▸ The data
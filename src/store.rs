//! Hierarchical item store
//!
//! An arena-based forest of named nodes, each optionally holding a
//! [`Series`]. The store owns every node; parent links are plain ids, so
//! there is no ownership cycle. Sibling display names are kept unique on
//! every insertion path by suffixing `_1`, `_2`, ... on collision, which
//! makes first-match path lookup safe by construction.
//!
//! A flat, append-only leaf list supports index-based retrieval for
//! save/restore: a node's `store_index` stays stable for the life of the
//! session, including across removals (removed slots are tombstoned).

use tracing::debug;

use crate::series::Series;
use crate::{Error, Result};

/// Handle to a node owned by a [`Store`]
#[derive(Debug, Clone, Copy, PartialEq, Eq, Hash)]
pub struct NodeId(usize);

/// Tree element: display name, children, optional series payload
#[derive(Debug)]
pub struct Node {
    display_name: String,
    children: Vec<NodeId>,
    parent: Option<NodeId>,
    series: Option<Series>,
    store_index: Option<usize>,
}

impl Node {
    /// A structural node with no series payload
    #[must_use]
    pub fn group(display_name: impl Into<String>) -> Self {
        Self {
            display_name: display_name.into(),
            children: Vec::new(),
            parent: None,
            series: None,
            store_index: None,
        }
    }

    /// A node carrying a series, named after it
    #[must_use]
    pub fn leaf(series: Series) -> Self {
        Self {
            display_name: series.name().to_owned(),
            children: Vec::new(),
            parent: None,
            series: Some(series),
            store_index: None,
        }
    }

    /// Display name (unique among siblings)
    #[must_use]
    pub fn display_name(&self) -> &str {
        &self.display_name
    }

    /// Child ids in insertion order
    #[must_use]
    pub fn children(&self) -> &[NodeId] {
        &self.children
    }

    /// Parent id, `None` for roots
    #[must_use]
    pub fn parent(&self) -> Option<NodeId> {
        self.parent
    }

    /// Series payload, if any
    #[must_use]
    pub fn series(&self) -> Option<&Series> {
        self.series.as_ref()
    }

    /// Mutable series payload, if any
    pub fn series_mut(&mut self) -> Option<&mut Series> {
        self.series.as_mut()
    }

    /// Position in the flat leaf allocation list, if registered
    #[must_use]
    pub fn store_index(&self) -> Option<usize> {
        self.store_index
    }
}

/// Forest of nodes with a flat leaf list
#[derive(Debug, Default)]
pub struct Store {
    nodes: Vec<Option<Node>>,
    roots: Vec<NodeId>,
    leaves: Vec<Option<NodeId>>,
}

impl Store {
    /// Create an empty store
    #[must_use]
    pub fn new() -> Self {
        Self::default()
    }

    /// Borrow a node.
    ///
    /// # Panics
    /// Panics if `id` refers to a removed node. Ids handed out by this
    /// store stay valid until the subtree they belong to is removed.
    #[must_use]
    pub fn node(&self, id: NodeId) -> &Node {
        self.nodes[id.0].as_ref().expect("stale node id")
    }

    /// Mutably borrow a node.
    ///
    /// # Panics
    /// Panics if `id` refers to a removed node.
    pub fn node_mut(&mut self, id: NodeId) -> &mut Node {
        self.nodes[id.0].as_mut().expect("stale node id")
    }

    /// Root ids in insertion order
    #[must_use]
    pub fn roots(&self) -> &[NodeId] {
        &self.roots
    }

    /// Number of slots in the flat leaf list (including tombstones)
    #[must_use]
    pub fn leaf_count(&self) -> usize {
        self.leaves.len()
    }

    /// Leaf id at `store_index`, `None` if that leaf was removed
    #[must_use]
    pub fn leaf(&self, store_index: usize) -> Option<NodeId> {
        self.leaves.get(store_index).copied().flatten()
    }

    /// Insert a node as a new root, renaming on collision with existing
    /// root names.
    pub fn add_root(&mut self, node: Node) -> NodeId {
        let unique = self.unique_name(&self.roots, node.display_name());
        let id = self.alloc(node, unique, None);
        self.roots.push(id);
        id
    }

    /// Insert `node` as the last child of `parent`, renaming on collision
    /// so the display name is unique among the parent's current children.
    /// If the node carries a series it is appended to the flat leaf list.
    ///
    /// # Panics
    /// Panics if `parent` is stale.
    pub fn add_child(&mut self, parent: NodeId, node: Node) -> NodeId {
        let unique = self.unique_name(self.node(parent).children(), node.display_name());
        let id = self.alloc(node, unique, Some(parent));
        self.node_mut(parent).children.push(id);
        id
    }

    /// Attach a series to an existing node, registering it in the flat
    /// leaf list on first assignment. Re-runs of the same producer replace
    /// the payload in place and keep the original `store_index`.
    pub fn set_series(&mut self, id: NodeId, series: Series) {
        if self.node(id).store_index.is_none() {
            let store_index = self.leaves.len();
            self.leaves.push(Some(id));
            self.node_mut(id).store_index = Some(store_index);
        }
        self.node_mut(id).series = Some(series);
    }

    /// Direct lookup among a parent's immediate children. Absence is a
    /// normal outcome (e.g. probing whether a derived group already
    /// exists), so the return is an `Option`, not an error.
    #[must_use]
    pub fn find_child(&self, parent: NodeId, name: &str) -> Option<NodeId> {
        self.node(parent)
            .children
            .iter()
            .copied()
            .find(|&c| self.node(c).display_name() == name)
    }

    /// Descend from `parent` matching each path segment to a child's
    /// display name at that depth.
    ///
    /// # Errors
    /// Returns [`Error::NotFound`] with the joined path on the first
    /// segment that fails to match.
    pub fn find_by_path(&self, parent: NodeId, path: &[&str]) -> Result<NodeId> {
        let mut current = parent;
        for segment in path {
            current = self
                .find_child(current, segment)
                .ok_or_else(|| Error::not_found(path))?;
        }
        Ok(current)
    }

    /// Resolve an absolute path: the first segment names a root, the rest
    /// descend as in [`Store::find_by_path`].
    ///
    /// # Errors
    /// Returns [`Error::NotFound`] if no root matches or descent fails.
    pub fn resolve(&self, path: &[&str]) -> Result<NodeId> {
        let (first, rest) = path.split_first().ok_or_else(|| Error::not_found(path))?;
        let root = self
            .roots
            .iter()
            .copied()
            .find(|&r| self.node(r).display_name() == *first)
            .ok_or_else(|| Error::not_found(path))?;
        self.find_by_path(root, rest)
            .map_err(|_| Error::not_found(path))
    }

    /// Remove the child named `name` and drop its whole subtree. Leaf-list
    /// slots of removed nodes are tombstoned so surviving `store_index`
    /// values stay stable.
    ///
    /// # Errors
    /// Returns [`Error::NotFound`] if `parent` has no such child.
    pub fn remove_child(&mut self, parent: NodeId, name: &str) -> Result<()> {
        let child = self.find_child(parent, name).ok_or_else(|| Error::NotFound {
            path: format!("{}/{name}", self.path_of(parent)),
        })?;
        self.node_mut(parent).children.retain(|&c| c != child);
        self.drop_subtree(child);
        Ok(())
    }

    /// Root-to-node display-name path, slash-joined. Used for error
    /// context in user-visible failures.
    #[must_use]
    pub fn path_of(&self, id: NodeId) -> String {
        let mut segments = Vec::new();
        let mut current = Some(id);
        while let Some(c) = current {
            let node = self.node(c);
            segments.push(node.display_name().to_owned());
            current = node.parent();
        }
        segments.reverse();
        segments.join("/")
    }

    fn alloc(&mut self, mut node: Node, unique_name: String, parent: Option<NodeId>) -> NodeId {
        node.display_name = unique_name;
        node.parent = parent;
        if node.series.is_some() {
            node.store_index = Some(self.leaves.len());
        }
        let id = NodeId(self.nodes.len());
        if node.store_index.is_some() {
            self.leaves.push(Some(id));
        }
        self.nodes.push(Some(node));
        id
    }

    fn unique_name(&self, siblings: &[NodeId], base: &str) -> String {
        let taken = |candidate: &str| {
            siblings
                .iter()
                .any(|&c| self.node(c).display_name() == candidate)
        };
        if !taken(base) {
            return base.to_owned();
        }
        let mut n = 1;
        loop {
            let candidate = format!("{base}_{n}");
            if !taken(&candidate) {
                debug!(name = base, renamed = %candidate, "name collision resolved");
                return candidate;
            }
            n += 1;
        }
    }

    fn drop_subtree(&mut self, id: NodeId) {
        let mut stack = vec![id];
        while let Some(current) = stack.pop() {
            if let Some(node) = self.nodes[current.0].take() {
                if let Some(store_index) = node.store_index {
                    self.leaves[store_index] = None;
                }
                stack.extend(node.children);
            }
        }
    }
}
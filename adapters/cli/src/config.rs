use std::{fs, path::Path, time::Duration};

use anyhow::{Context, Result};
use gift_hunt_core::{AssetRef, TargetDefinition, DEFAULT_MAX_ATTEMPTS};
use gift_hunt_session::SessionConfig;
use gift_hunt_system_classifier::NamingContract;
use gift_hunt_system_outcome::{OutcomeMedia, PresentationTiming};
use gift_hunt_system_selector::default_catalog;
use serde::Deserialize;

/// Game configuration loaded from a TOML file.
///
/// Every field falls back to the shipped room's values when omitted.
#[derive(Clone, Debug, Deserialize)]
#[serde(default, deny_unknown_fields)]
pub(crate) struct GameConfig {
    /// Retries granted after the first miss.
    pub(crate) max_attempts: u32,
    /// Seed for the letter draw; entropy is used when absent.
    pub(crate) seed: Option<u64>,
    /// Letters the target is drawn from.
    pub(crate) catalog: Vec<TargetDefinition>,
    /// Outcome presentation delays.
    pub(crate) timing: TimingConfig,
    /// Overlay and outcome media.
    pub(crate) assets: AssetsConfig,
    /// Object names with special meaning in the room model.
    pub(crate) naming: NamingContract,
}

impl Default for GameConfig {
    fn default() -> Self {
        Self {
            max_attempts: DEFAULT_MAX_ATTEMPTS,
            seed: None,
            catalog: default_catalog(),
            timing: TimingConfig::default(),
            assets: AssetsConfig::default(),
            naming: NamingContract::default(),
        }
    }
}

/// Presentation delays, in milliseconds.
#[derive(Clone, Copy, Debug, Deserialize, PartialEq, Eq)]
#[serde(default, deny_unknown_fields)]
pub(crate) struct TimingConfig {
    pub(crate) reveal_delay_ms: u64,
    pub(crate) won_hold_ms: u64,
    pub(crate) retry_hold_ms: u64,
    pub(crate) final_hold_ms: u64,
}

impl Default for TimingConfig {
    fn default() -> Self {
        let timing = PresentationTiming::default();
        Self {
            reveal_delay_ms: millis(timing.reveal_delay),
            won_hold_ms: millis(timing.won_hold),
            retry_hold_ms: millis(timing.retry_hold),
            final_hold_ms: millis(timing.final_hold),
        }
    }
}

impl TimingConfig {
    fn to_timing(self) -> PresentationTiming {
        PresentationTiming {
            reveal_delay: Duration::from_millis(self.reveal_delay_ms),
            won_hold: Duration::from_millis(self.won_hold_ms),
            retry_hold: Duration::from_millis(self.retry_hold_ms),
            final_hold: Duration::from_millis(self.final_hold_ms),
        }
    }
}

fn millis(duration: Duration) -> u64 {
    u64::try_from(duration.as_millis()).unwrap_or(u64::MAX)
}

/// Images shown by the overlay and the outcome presenter.
#[derive(Clone, Debug, Deserialize, PartialEq)]
#[serde(default, deny_unknown_fields)]
pub(crate) struct AssetsConfig {
    /// Prompt asking the player to confirm a placement.
    pub(crate) prompt: AssetRef,
    /// Media shown on a win.
    pub(crate) success: AssetRef,
    /// Media shown on a miss.
    pub(crate) failure: AssetRef,
    /// Intrinsic size of modal images in pixels.
    pub(crate) modal_size: (f32, f32),
}

impl Default for AssetsConfig {
    fn default() -> Self {
        let media = OutcomeMedia::default();
        Self {
            prompt: SessionConfig::default().prompt,
            success: media.success,
            failure: media.failure,
            modal_size: (600.0, 600.0),
        }
    }
}

impl GameConfig {
    /// Reads and parses the configuration file at `path`.
    pub(crate) fn load(path: &Path) -> Result<Self> {
        let source = fs::read_to_string(path)
            .with_context(|| format!("failed to read config {}", path.display()))?;
        Self::from_toml(&source).with_context(|| format!("invalid config {}", path.display()))
    }

    /// Parses a configuration document.
    pub(crate) fn from_toml(source: &str) -> Result<Self> {
        toml::from_str(source).context("failed to parse TOML")
    }

    /// Session settings derived from the configuration.
    #[must_use]
    pub(crate) fn session_config(&self) -> SessionConfig {
        SessionConfig {
            max_attempts: self.max_attempts,
            catalog: self.catalog.clone(),
            naming: self.naming.clone(),
            timing: self.timing.to_timing(),
            media: OutcomeMedia {
                success: self.assets.success.clone(),
                failure: self.assets.failure.clone(),
            },
            prompt: self.assets.prompt.clone(),
            ..SessionConfig::default()
        }
    }
}
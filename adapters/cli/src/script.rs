use std::{str::FromStr, time::Duration};

use anyhow::{anyhow, bail, Context, Result};
use gift_hunt_session::Session;
use gift_hunt_system_confirmation::{Control, Resolution};
use gift_hunt_system_picker::Viewport;
use glam::Vec2;

use crate::{presenter::LoggingPresenter, room};

/// Single line of a pointer script.
#[derive(Clone, Copy, Debug, PartialEq)]
pub(crate) enum ScriptCommand {
    /// Pointer click at viewport coordinates.
    Click { x: f32, y: f32 },
    /// Activates the accept control of the open prompt.
    Accept,
    /// Activates the decline control of the open prompt.
    Decline,
    /// Clicks outside any control, closing whatever overlay is open.
    Dismiss,
    /// Resizes the viewport.
    Resize { width: f32, height: f32 },
    /// Lets time pass on the outcome timeline.
    Wait(Duration),
    /// Completes loading of the room model.
    LoadRoom,
    /// Completes loading of the gift model.
    LoadGift,
}

impl FromStr for ScriptCommand {
    type Err = anyhow::Error;

    fn from_str(line: &str) -> Result<Self> {
        let mut words = line.split_whitespace();
        let verb = words.next().ok_or_else(|| anyhow!("empty command"))?;
        let command = match verb {
            "click" => Self::Click {
                x: number(words.next(), "x")?,
                y: number(words.next(), "y")?,
            },
            "accept" => Self::Accept,
            "decline" => Self::Decline,
            "dismiss" => Self::Dismiss,
            "resize" => Self::Resize {
                width: number(words.next(), "width")?,
                height: number(words.next(), "height")?,
            },
            "wait" => Self::Wait(Duration::from_millis(number(words.next(), "milliseconds")?)),
            "load" => match words.next() {
                Some("room") => Self::LoadRoom,
                Some("gift") => Self::LoadGift,
                Some(other) => bail!("unknown asset `{other}`; expected `room` or `gift`"),
                None => bail!("missing asset; expected `room` or `gift`"),
            },
            other => bail!("unknown command `{other}`"),
        };
        if let Some(extra) = words.next() {
            bail!("unexpected argument `{extra}` after `{verb}`");
        }
        Ok(command)
    }
}

fn number<T>(word: Option<&str>, name: &str) -> Result<T>
where
    T: FromStr,
    T::Err: std::error::Error + Send + Sync + 'static,
{
    let word = word.ok_or_else(|| anyhow!("missing {name}"))?;
    word.parse()
        .with_context(|| format!("invalid {name} `{word}`"))
}

/// Parses a script, skipping blank lines and `#` comments.
pub(crate) fn parse(source: &str) -> Result<Vec<ScriptCommand>> {
    source
        .lines()
        .enumerate()
        .map(|(index, line)| (index + 1, line.split('#').next().unwrap_or("").trim()))
        .filter(|(_, line)| !line.is_empty())
        .map(|(line_number, line)| {
            line.parse::<ScriptCommand>()
                .with_context(|| format!("script line {line_number}: `{line}`"))
        })
        .collect()
}

/// Feeds one command into the session.
pub(crate) fn execute(
    session: &mut Session,
    presenter: &mut LoggingPresenter,
    command: ScriptCommand,
) {
    match command {
        ScriptCommand::Click { x, y } => {
            let resolution = session.click(Vec2::new(x, y), presenter);
            report(&format!("click ({x}, {y})"), resolution);
        }
        ScriptCommand::Accept => activate(session, presenter, Control::Accept, "accept"),
        ScriptCommand::Decline => activate(session, presenter, Control::Decline, "decline"),
        ScriptCommand::Dismiss => activate(session, presenter, Control::Background, "dismiss"),
        ScriptCommand::Resize { width, height } => {
            presenter.resize((width, height));
            session.resize(Viewport::new(width, height), presenter);
        }
        ScriptCommand::Wait(duration) => session.advance(duration, presenter),
        ScriptCommand::LoadRoom => session.room_loaded(room::scene()),
        ScriptCommand::LoadGift => session.gift_loaded(presenter),
    }
}

fn activate(
    session: &mut Session,
    presenter: &mut LoggingPresenter,
    control: Control,
    label: &str,
) {
    let resolution = session.activate(control, presenter);
    report(label, resolution);
}

fn report(input: &str, resolution: Resolution) {
    match resolution {
        Resolution::Ignored => log::debug!("{input}: no effect"),
        other => log::info!("{input}: {other:?}"),
    }
}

▸ Task instructions
Of the lines above, output exactly those from the line bearing "pub fn leaf_count(&self)" through the line bearing "pub fn add_child(&mut", inclusive.

▸ Answer space
    pub fn leaf_count(&self) -> usize {
        self.leaves.len()
    }

    /// Leaf id at `store_index`, `None` if that leaf was removed
    #[must_use]
    pub fn leaf(&self, store_index: usize) -> Option<NodeId> {
        self.leaves.get(store_index).copied().flatten()
    }

    /// Insert a node as a new root, renaming on collision with existing
    /// root names.
    pub fn add_root(&mut self, node: Node) -> NodeId {
        let unique = self.unique_name(&self.roots, node.display_name());
        let id = self.alloc(node, unique, None);
        self.roots.push(id);
        id
    }

    /// Insert `node` as the last child of `parent`, renaming on collision
    /// so the display name is unique among the parent's current children.
    /// If the node carries a series it is appended to the flat leaf list.
    ///
    /// # Panics
    /// Panics if `parent` is stale.
    pub fn add_child(&mut self, parent: NodeId, node: Node) -> NodeId {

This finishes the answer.